After careful consideration and self-talk, my process now looks like this:
- Listen to my child’s explanation
- Ask clarifying questions
- Offer comfort and/or solutions
It’s more important that my child feels safe than that I finish my tv show. It’s more important that he learns to trust me with his feelings rather than develop an unhealthy coping mechanism.
Listen to your child’s explanation
We diffuse some of the fear and tension just by listening. Listening is active, full of intention and attention, and it communicates to my son that he is important enough to give him my focus.
Ask clarifying questions
Even when I get step #1 down, it’s easy to jump straight into diagnosis and problem-solving before I really understand WHY or HOW something is scary. So asking clarifying questions allows me to get more details and prevents me from assuming I know what he’s talking about.

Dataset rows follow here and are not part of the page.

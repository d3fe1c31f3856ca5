//! Input/Slot/Endpoint/Device contexts (§3, §4.9): the 32-byte-context
//! layout the controller reads for Address-Device and Configure-Endpoint,
//! and writes back as the Output (Device) Context once a slot is live.
//!
//! These are plain DMA-visible structures, not MMIO — the OS builds an
//! Input Context in ordinary memory and hands the controller its physical
//! address; there is no volatile access discipline here, only the ordinary
//! "write fields, then memory-fence before the doorbell/command" rule from
//! §5.

use bitfield::bitfield;

bitfield! {
    #[repr(transparent)]
    #[derive(Copy, Clone)]
    pub struct SlotContextDword0(u32);
    impl Debug;
    pub u32, route_string, set_route_string: 19, 0;
    pub u8, speed, set_speed: 23, 20;
    pub bool, multi_tt, set_multi_tt: 25;
    pub bool, hub, set_hub: 26;
    pub u8, context_entries, set_context_entries: 31, 27;
}

bitfield! {
    #[repr(transparent)]
    #[derive(Copy, Clone)]
    pub struct SlotContextDword1(u32);
    impl Debug;
    pub u16, max_exit_latency, set_max_exit_latency: 15, 0;
    pub u8, root_hub_port_number, set_root_hub_port_number: 23, 16;
    pub u8, number_of_ports, set_number_of_ports: 31, 24;
}

bitfield! {
    #[repr(transparent)]
    #[derive(Copy, Clone)]
    pub struct SlotContextDword2(u32);
    impl Debug;
    pub u8, parent_hub_slot_id, set_parent_hub_slot_id: 7, 0;
    pub u8, parent_port_number, set_parent_port_number: 15, 8;
    pub u16, interrupter_target, set_interrupter_target: 31, 22;
}

bitfield! {
    #[repr(transparent)]
    #[derive(Copy, Clone)]
    pub struct SlotContextDword3(u32);
    impl Debug;
    pub u8, usb_device_address, set_usb_device_address: 7, 0;
    pub u8, slot_state, set_slot_state: 31, 27;
}

#[repr(C)]
#[derive(Debug, Copy, Clone)]
pub struct SlotContext {
    pub dword0: SlotContextDword0,
    pub dword1: SlotContextDword1,
    pub dword2: SlotContextDword2,
    pub dword3: SlotContextDword3,
    _reserved: [u32; 4],
}

impl SlotContext {
    pub const fn zeroed() -> Self {
        Self {
            dword0: SlotContextDword0(0),
            dword1: SlotContextDword1(0),
            dword2: SlotContextDword2(0),
            dword3: SlotContextDword3(0),
            _reserved: [0; 4],
        }
    }
}

/// Endpoint type field values (§4.9's EP0 fill, xHCI 1.2 table 6-9).
#[derive(Debug, Copy, Clone, Eq, PartialEq)]
#[repr(u8)]
pub enum EndpointType {
    NotValid = 0,
    IsochOut = 1,
    BulkOut = 2,
    InterruptOut = 3,
    Control = 4,
    IsochIn = 5,
    BulkIn = 6,
    InterruptIn = 7,
}

bitfield! {
    #[repr(transparent)]
    #[derive(Copy, Clone)]
    pub struct EndpointContextDword0(u32);
    impl Debug;
    pub u8, ep_state, set_ep_state: 2, 0;
    pub u8, mult, set_mult: 9, 8;
    pub u8, max_pstreams, set_max_pstreams: 14, 10;
    pub bool, lsa, set_lsa: 15;
    pub u8, interval, set_interval: 23, 16;
}

bitfield! {
    #[repr(transparent)]
    #[derive(Copy, Clone)]
    pub struct EndpointContextDword1(u32);
    impl Debug;
    pub u8, error_count, set_error_count: 2, 1;
    pub u8, ep_type_raw, set_ep_type_raw: 5, 3;
    pub bool, host_initiate_disable, set_host_initiate_disable: 7;
    pub u8, max_burst_size, set_max_burst_size: 15, 8;
    pub u16, max_packet_size, set_max_packet_size: 31, 16;
}

#[repr(C)]
#[derive(Debug, Copy, Clone)]
pub struct EndpointContext {
    pub dword0: EndpointContextDword0,
    pub dword1: EndpointContextDword1,
    /// TR Dequeue Pointer, bits 63..4, with the Dequeue Cycle State in bit 0.
    tr_dequeue_ptr: u64,
    pub average_trb_length: u16,
    max_esit_payload_lo: u16,
    _reserved: [u32; 3],
}

impl EndpointContext {
    pub const fn zeroed() -> Self {
        Self {
            dword0: EndpointContextDword0(0),
            dword1: EndpointContextDword1(0),
            tr_dequeue_ptr: 0,
            average_trb_length: 0,
            max_esit_payload_lo: 0,
            _reserved: [0; 3],
        }
    }

    pub fn set_ep_type(&mut self, ty: EndpointType) {
        self.dword1.set_ep_type_raw(ty as u8);
    }

    /// Points the TR Dequeue Pointer at `ring_base` and sets the Dequeue
    /// Cycle State bit (§4.9: "points the TR Dequeue Pointer to the ring
    /// base with DCS=1").
    pub fn set_tr_dequeue_pointer(&mut self, ring_base: x86_64::PhysAddr, dcs: bool) {
        assert_eq!(ring_base.as_u64() & 0xf, 0, "TR Dequeue Pointer must be 16-byte aligned");
        self.tr_dequeue_ptr = ring_base.as_u64() | u64::from(dcs);
    }
}

bitfield! {
    #[repr(transparent)]
    #[derive(Copy, Clone)]
    pub struct InputControlContextDword1(u32);
    impl Debug;
    /// Bit 0 is the Slot Context flag (A0); bit N (N>=1) is Endpoint
    /// Context N's flag — see [`add_context_flag_for_endpoint`].
    pub u32, add_context_flags, set_add_context_flags: 31, 0;
}

/// Add-Context-Flags bit for endpoint context N (N=1 is EP0, §4.9).
pub fn add_context_flag_for_endpoint(n: u8) -> u32 {
    1 << (n + 1)
}

#[repr(C)]
#[derive(Debug, Copy, Clone)]
pub struct InputControlContext {
    drop_context_flags: u32,
    pub add_flags: InputControlContextDword1,
    _reserved: [u32; 5],
    configuration_value: u8,
    interface_number: u8,
    alternate_setting: u8,
    _reserved2: u8,
}

impl InputControlContext {
    pub const fn zeroed() -> Self {
        Self {
            drop_context_flags: 0,
            add_flags: InputControlContextDword1(0),
            _reserved: [0; 5],
            configuration_value: 0,
            interface_number: 0,
            alternate_setting: 0,
            _reserved2: 0,
        }
    }
}

/// 32 contexts of 32 bytes each: Input-Control + Slot + 31 Endpoint contexts
/// (§3). Endpoint context index N (1-based, N=1 is EP0) lives at `endpoints[N-1]`.
#[repr(C)]
#[derive(Debug, Copy, Clone)]
pub struct InputContext {
    pub control: InputControlContext,
    pub slot: SlotContext,
    pub endpoints: [EndpointContext; 31],
}

impl InputContext {
    pub const fn zeroed() -> Self {
        Self {
            control: InputControlContext::zeroed(),
            slot: SlotContext::zeroed(),
            endpoints: [EndpointContext::zeroed(); 31],
        }
    }

    pub fn endpoint_mut(&mut self, dci: u8) -> &mut EndpointContext {
        assert!((1..=31).contains(&dci), "endpoint device context index out of range");
        &mut self.endpoints[dci as usize - 1]
    }
}

/// Same shape as [`InputContext`] minus the Input-Control word — this is
/// what `DCBAAP[slot_id]` points at once the controller owns the slot (§3).
#[repr(C)]
#[derive(Debug, Copy, Clone)]
pub struct DeviceContext {
    pub slot: SlotContext,
    pub endpoints: [EndpointContext; 31],
}

impl DeviceContext {
    pub const fn zeroed() -> Self {
        Self {
            slot: SlotContext::zeroed(),
            endpoints: [EndpointContext::zeroed(); 31],
        }
    }
}

#[cfg(test)]
mod tests {
    use super::*;

    #[test]
    fn slot_context_dword0_roundtrip() {
        let mut d = SlotContextDword0(0);
        d.set_route_string(0x1234);
        d.set_speed(3);
        d.set_context_entries(1);
        assert_eq!(d.route_string(), 0x1234);
        assert_eq!(d.speed(), 3);
        assert_eq!(d.context_entries(), 1);
    }

    #[test]
    fn endpoint_context_tr_dequeue_pointer_sets_dcs_bit() {
        let mut ep = EndpointContext::zeroed();
        ep.set_tr_dequeue_pointer(x86_64::PhysAddr::new(0x1000), true);
        assert_eq!(ep.tr_dequeue_ptr, 0x1001);
    }

    #[test]
    fn add_context_flag_maps_ep0_to_bit_1() {
        assert_eq!(add_context_flag_for_endpoint(1), 0b10);
    }

    #[test]
    fn input_context_endpoint_mut_indexes_from_one() {
        let mut input = InputContext::zeroed();
        input.endpoint_mut(1).set_ep_type(EndpointType::Control);
        assert_eq!(input.endpoints[0].dword1.ep_type_raw(), EndpointType::Control as u8);
    }
}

Offer comfort and/or solutions
Once I’ve got a clear understanding of what my son is dealing with, I can use my discernment to determine a best approach. Some approaches I consider:
- Speak lovingly and calmly
- Share memories of fun, laughter, and joy
- Pray for peace and comfort
- Sing peaceful songs of worship and praise
- Distract him from minor issues
- Demonstrate fear is unwarranted
- Declare authority over fear and imaginations
- Read a story from a book
- Let him stay up and sit with me
- Let him crawl into bed
There are other options to consider, but these are the main go-tos. Ultimately, it’s not about choosing a technique, but rather being a safe place for your child to run to when afraid. Even if I can’t completely resolve the issue, my child needs to know I’m always a safe place to turn.